A Broke Ass Tale - Skinny Jeans, by Baby Rox
Ok. So. The fact that downtown is infested with wack yuppies and excessive, cool-seeking, corporate boutiques is not news to anyone. It’s common knowledge. It all fits into a pattern. The exemplar embodiment of this trend is the downfall of CBGB’s. First, last year it closed. Then, it was boarded up. Then the “CBGB’s” skin came off of the awning skeleton. Then it just looked shitty and sad. Which, for my neighborhood is totally acceptable. Then one day, not long ago, I was walking home from the train, already in a so-so mood, due to something or other that no doubt pissed me off (insert any derogatory comment about tourists, Men’s Warehouse flyer-hawkers or short people with umbrellas here), traversing Bleecker towards Bowery and hideous neon lights, a bobo Statue of Liberty and a new navy skin over the old, roundy CBGB’s awning smacked me in the face. John mutherfucking Varvatos. What the fuck. I threw up in my mouth a little, narrowly avoided being clipped by a skuzzy cab and stared in horror at what CB’s had become. Walking across 1st street, disappointed in the world, I thought people couldn’t get any worse. And, typical God move, I was proved so so wrong.

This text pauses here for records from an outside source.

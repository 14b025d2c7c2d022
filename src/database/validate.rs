use std::collections::HashSet;

use crate::constants::{
    MAX_AMOUNT, MAX_COOKING_TIME, MAX_EMAIL_LEN, MAX_NAME_LEN, MAX_SLUG_LEN, MAX_TEXT_LEN,
    MAX_USERNAME_LEN, MIN_AMOUNT, MIN_COOKING_TIME, RESERVED_USERNAMES,
};
use crate::error::TypeError;
use crate::schema::RecipeDraft;

pub fn validate_username(username: &str) -> Result<(), TypeError> {
    if username.is_empty() || username.chars().count() > MAX_USERNAME_LEN {
        return Err(TypeError::new("`username` must be 1-150 characters"));
    }
    if RESERVED_USERNAMES.contains(&username) {
        return Err(TypeError::new("This username is already taken"));
    }
    if !username
        .chars()
        .all(|c| c.is_alphanumeric() || matches!(c, '.' | '@' | '+' | '-' | '_'))
    {
        return Err(TypeError::new(
            "`username` may only contain letters, digits and .@+-_",
        ));
    }

    Ok(())
}

pub fn validate_email(email: &str) -> Result<(), TypeError> {
    if email.is_empty() || email.chars().count() > MAX_EMAIL_LEN {
        return Err(TypeError::new("`email` must be 1-254 characters"));
    }
    match email.split_once('@') {
        Some((local, domain)) if !local.is_empty() && domain.contains('.') => Ok(()),
        _ => Err(TypeError::new("`email` is not a valid address")),
    }
}

pub fn validate_display_name(field: &str, value: &str) -> Result<(), TypeError> {
    if value.is_empty() || value.chars().count() > MAX_USERNAME_LEN {
        return Err(TypeError::new(&format!(
            "`{field}` must be 1-150 characters"
        )));
    }

    Ok(())
}

pub fn validate_password(password: &str) -> Result<(), TypeError> {
    if password.chars().count() < 8 {
        return Err(TypeError::new("`password` must be at least 8 characters"));
    }

    Ok(())
}

pub fn validate_tag(name: &str, slug: &str) -> Result<(), TypeError> {
    if name.is_empty() || name.chars().count() > MAX_NAME_LEN {
        return Err(TypeError::new("`name` must be 1-200 characters"));
    }
    if slug.is_empty() || slug.chars().count() > MAX_SLUG_LEN {
        return Err(TypeError::new("`slug` must be 1-200 characters"));
    }
    if !slug
        .chars()
        .all(|c| c.is_ascii_lowercase() || c.is_ascii_digit() || matches!(c, '-' | '_'))
    {
        return Err(TypeError::new(
            "`slug` may only contain lowercase letters, digits, - and _",
        ));
    }

    Ok(())
}

pub fn validate_ingredient(name: &str, measurement_unit: &str) -> Result<(), TypeError> {
    if name.is_empty() || name.chars().count() > MAX_NAME_LEN {
        return Err(TypeError::new("`name` must be 1-200 characters"));
    }
    if measurement_unit.is_empty() || measurement_unit.chars().count() > MAX_NAME_LEN {
        return Err(TypeError::new(
            "`measurement_unit` must be 1-200 characters",
        ));
    }

    Ok(())
}

pub fn validate_cooking_time(cooking_time: i32) -> Result<(), TypeError> {
    if !(MIN_COOKING_TIME..=MAX_COOKING_TIME).contains(&cooking_time) {
        return Err(TypeError::new(&format!(
            "`cooking_time` must be between {MIN_COOKING_TIME} and {MAX_COOKING_TIME}"
        )));
    }

    Ok(())
}

pub fn validate_amount(amount: i32) -> Result<(), TypeError> {
    if !(MIN_AMOUNT..=MAX_AMOUNT).contains(&amount) {
        return Err(TypeError::new(&format!(
            "`amount` must be between {MIN_AMOUNT} and {MAX_AMOUNT}"
        )));
    }

    Ok(())
}

fn has_duplicates<I, T>(items: I) -> bool
where
    I: IntoIterator<Item = T>,
    T: std::hash::Hash + Eq,
{
    let mut seen = HashSet::new();
    items.into_iter().any(|item| !seen.insert(item))
}

/// Full create/update check for a recipe payload. A recipe must always carry
/// at least one tag and one ingredient, with no duplicate references.
pub fn validate_recipe_draft(draft: &RecipeDraft) -> Result<(), TypeError> {
    if draft.name.is_empty() || draft.name.chars().count() > MAX_NAME_LEN {
        return Err(TypeError::new("`name` must be 1-200 characters"));
    }
    if draft.text.is_empty() || draft.text.chars().count() > MAX_TEXT_LEN {
        return Err(TypeError::new("`text` must be 1-10000 characters"));
    }
    validate_cooking_time(draft.cooking_time)?;

    if draft.tags.is_empty() {
        return Err(TypeError::new("`tags` must not be empty"));
    }
    if has_duplicates(draft.tags.iter()) {
        return Err(TypeError::new("`tags` contains duplicate ids"));
    }

    if draft.ingredients.is_empty() {
        return Err(TypeError::new("`ingredients` must not be empty"));
    }
    if has_duplicates(draft.ingredients.iter().map(|part| part.id)) {
        return Err(TypeError::new("`ingredients` contains duplicate ids"));
    }
    for part in &draft.ingredients {
        validate_amount(part.amount)?;
    }

    Ok(())
}

#[cfg(test)]
mod tests {
    use super::*;
    use crate::schema::IngredientAmount;

    fn draft() -> RecipeDraft {
        RecipeDraft {
            name: String::from("Pancakes"),
            text: String::from("Mix and fry."),
            cooking_time: 20,
            image: Some(String::from("data:image/png;base64,AA==")),
            tags: vec![1, 2],
            ingredients: vec![
                IngredientAmount { id: 1, amount: 100 },
                IngredientAmount { id: 2, amount: 50 },
            ],
        }
    }

    #[test]
    fn accepts_minimal_valid_draft() {
        assert!(validate_recipe_draft(&draft()).is_ok());
    }

    #[test]
    fn rejects_cooking_time_outside_bounds() {
        let mut d = draft();
        d.cooking_time = 0;
        assert!(validate_recipe_draft(&d).is_err());
        d.cooking_time = -10;
        assert!(validate_recipe_draft(&d).is_err());
        d.cooking_time = MAX_COOKING_TIME + 1;
        assert!(validate_recipe_draft(&d).is_err());
        d.cooking_time = MAX_COOKING_TIME;
        assert!(validate_recipe_draft(&d).is_ok());
    }

    #[test]
    fn rejects_empty_or_duplicate_tags() {
        let mut d = draft();
        d.tags = vec![];
        assert!(validate_recipe_draft(&d).is_err());
        d.tags = vec![1, 1];
        assert!(validate_recipe_draft(&d).is_err());
    }

    #[test]
    fn rejects_empty_or_duplicate_ingredients() {
        let mut d = draft();
        d.ingredients = vec![];
        assert!(validate_recipe_draft(&d).is_err());
        d.ingredients = vec![
            IngredientAmount { id: 1, amount: 10 },
            IngredientAmount { id: 1, amount: 20 },
        ];
        assert!(validate_recipe_draft(&d).is_err());
    }

    #[test]
    fn rejects_out_of_range_amounts() {
        let mut d = draft();
        d.ingredients = vec![IngredientAmount { id: 1, amount: 0 }];
        assert!(validate_recipe_draft(&d).is_err());
        d.ingredients = vec![IngredientAmount {
            id: 1,
            amount: MAX_AMOUNT + 1,
        }];
        assert!(validate_recipe_draft(&d).is_err());
    }

    #[test]
    fn username_rules() {
        assert!(validate_username("chef_julia").is_ok());
        assert!(validate_username("me").is_err());
        assert!(validate_username("").is_err());
        assert!(validate_username("bad name").is_err());
    }

    #[test]
    fn email_rules() {
        assert!(validate_email("cook@example.com").is_ok());
        assert!(validate_email("not-an-email").is_err());
        assert!(validate_email("@example.com").is_err());
    }

    #[test]
    fn tag_slug_rules() {
        assert!(validate_tag("Breakfast", "breakfast").is_ok());
        assert!(validate_tag("Breakfast", "Break Fast").is_err());
        assert!(validate_tag("", "breakfast").is_err());
    }
}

The Exxon at 2nd Avenue, a totally non-offensive, in fact necessary place of business turned on me. It was the all too real backdrop for the most offensive thing I have seen all year (since John Varvatos’ cancerous takeover of CBGB’s): a fucking toddler in skinny jeans. Yes. Wait, no way. This kid had to be in the middle of a three year old growth spurt or something. His pants were just too small for him. But no, upon minor stalking and closer inspection I realized they were sitting on just the right glutial-latitudinal line, the ankles came in way too close and fitted, the length just grazing his baby Uggs. It was true. Humans had dropped down to the final sartorial low. Dressing our children in not just Jim Morrison bibs or Che Guevara onesies, but in fucking skinny jeans. Subjecting someone who thinks the country we all live in is called “New York” and can’t even reliably go to the bathroom in an actual toilet to the whims of the clothing industry is just plain wrong. As if it’s not bad enough that college educated, newspaper reading, responsible, voting citizens can’t even figure out that they don’t look good in something as difficult as skinny jeans weren’t bad enough. Maybe that’s why some choose to dress the fruit of their loins in trendy shit. They can’t pull it off themselves, so they figure they’ll start living vicariously through their children early, and dress them in styles they themselves can’t pull off while the child is still suckling the teat. What’s next? Skinny headbands on newborns? Raybans for the big first day of preschool? Celebrities already give their kids unfortunate, homemade looking haircuts and fucked up “organic” names. But real people? They’re supposed to have real kids, right? I guess not. Whatever happened to Oshkoshbagosh overalls or even Jams? Hell, fucking Hypercolor was better than this. What has the world of toddling fashion come to or mayhap an even more pressing question is why are we dressing our kids like mini-adult idiots?
Skinny jeans on a toddler. What are his parents trying to do? Make his diaper bulge all the more visible and appealing to baby snatchers? Bad idea. It’s like Chris Rock said about supposed vulgarity: there are no bad words, just bad ideas. Let’s all fucking dress kids like fucking kids and let them look young and fucking childlike. Good idea. Let’s put them in skinny jeans and baby Ed Hardy. Bad idea.
Whatever. At least that kid’s parents didn’t put him in Crocs. Fucking cream cheese.